DATA RECORDS:
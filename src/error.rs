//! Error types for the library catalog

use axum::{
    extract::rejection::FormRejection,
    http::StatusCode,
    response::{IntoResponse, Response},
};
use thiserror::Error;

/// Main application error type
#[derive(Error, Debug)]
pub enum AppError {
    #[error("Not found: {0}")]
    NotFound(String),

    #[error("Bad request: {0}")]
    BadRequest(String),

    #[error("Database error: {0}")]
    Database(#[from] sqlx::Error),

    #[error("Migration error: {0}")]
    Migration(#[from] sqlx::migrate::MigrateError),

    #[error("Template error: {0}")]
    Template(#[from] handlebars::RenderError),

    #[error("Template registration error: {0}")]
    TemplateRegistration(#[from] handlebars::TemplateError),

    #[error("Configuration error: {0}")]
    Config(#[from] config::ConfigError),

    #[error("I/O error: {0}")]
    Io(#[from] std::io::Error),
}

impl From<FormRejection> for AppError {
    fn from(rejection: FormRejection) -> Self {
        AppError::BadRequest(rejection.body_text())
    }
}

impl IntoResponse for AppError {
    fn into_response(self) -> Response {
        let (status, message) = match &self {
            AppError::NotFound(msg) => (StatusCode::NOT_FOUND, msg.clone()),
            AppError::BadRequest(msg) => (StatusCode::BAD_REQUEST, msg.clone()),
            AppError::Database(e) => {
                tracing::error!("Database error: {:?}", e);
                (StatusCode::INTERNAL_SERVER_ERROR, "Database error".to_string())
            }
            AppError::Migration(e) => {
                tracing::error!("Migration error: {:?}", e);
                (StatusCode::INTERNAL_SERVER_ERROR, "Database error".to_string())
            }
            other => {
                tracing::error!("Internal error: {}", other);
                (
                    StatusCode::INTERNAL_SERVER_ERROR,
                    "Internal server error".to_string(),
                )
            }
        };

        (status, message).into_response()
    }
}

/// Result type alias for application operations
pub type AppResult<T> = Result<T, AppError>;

WHAT YOU HAVE TO DO:
Your task is to transcribe each record faithfully and in full.

RESPONSE:
filename src/error.rs
//! Error types for the library catalog

use axum::{
    extract::rejection::FormRejection,
    http::StatusCode,
    response::{IntoResponse, Response},
};
use thiserror::Error;

/// Main application error type
#[derive(Error, Debug)]
pub enum AppError {
    #[error("Not found: {0}")]
    NotFound(String),

    #[error("Bad request: {0}")]
    BadRequest(String),

    #[error("Database error: {0}")]
    Database(#[from] sqlx::Error),

    #[error("Migration error: {0}")]
    Migration(#[from] sqlx::migrate::MigrateError),

    #[error("Template error: {0}")]
    Template(#[from] handlebars::RenderError),

    #[error("Template registration error: {0}")]
    TemplateRegistration(#[from] handlebars::TemplateError),

    #[error("Configuration error: {0}")]
    Config(#[from] config::ConfigError),

    #[error("I/O error: {0}")]
    Io(#[from] std::io::Error),
}

impl From<FormRejection> for AppError {
    fn from(rejection: FormRejection) -> Self {
        AppError::BadRequest(rejection.body_text())
    }
}

impl IntoResponse for AppError {
    fn into_response(self) -> Response {
        let (status, message) = match &self {
            AppError::NotFound(msg) => (StatusCode::NOT_FOUND, msg.clone()),
            AppError::BadRequest(msg) => (StatusCode::BAD_REQUEST, msg.clone()),
            AppError::Database(e) => {
                tracing::error!("Database error: {:?}", e);
                (StatusCode::INTERNAL_SERVER_ERROR, "Database error".to_string())
            }
            AppError::Migration(e) => {
                tracing::error!("Migration error: {:?}", e);
                (StatusCode::INTERNAL_SERVER_ERROR, "Database error".to_string())
            }
            other => {
                tracing::error!("Internal error: {}", other);
                (
                    StatusCode::INTERNAL_SERVER_ERROR,
                    "Internal server error".to_string(),
                )
            }
        };

        (status, message).into_response()
    }
}

/// Result type alias for application operations
pub type AppResult<T> = Result<T, AppError>;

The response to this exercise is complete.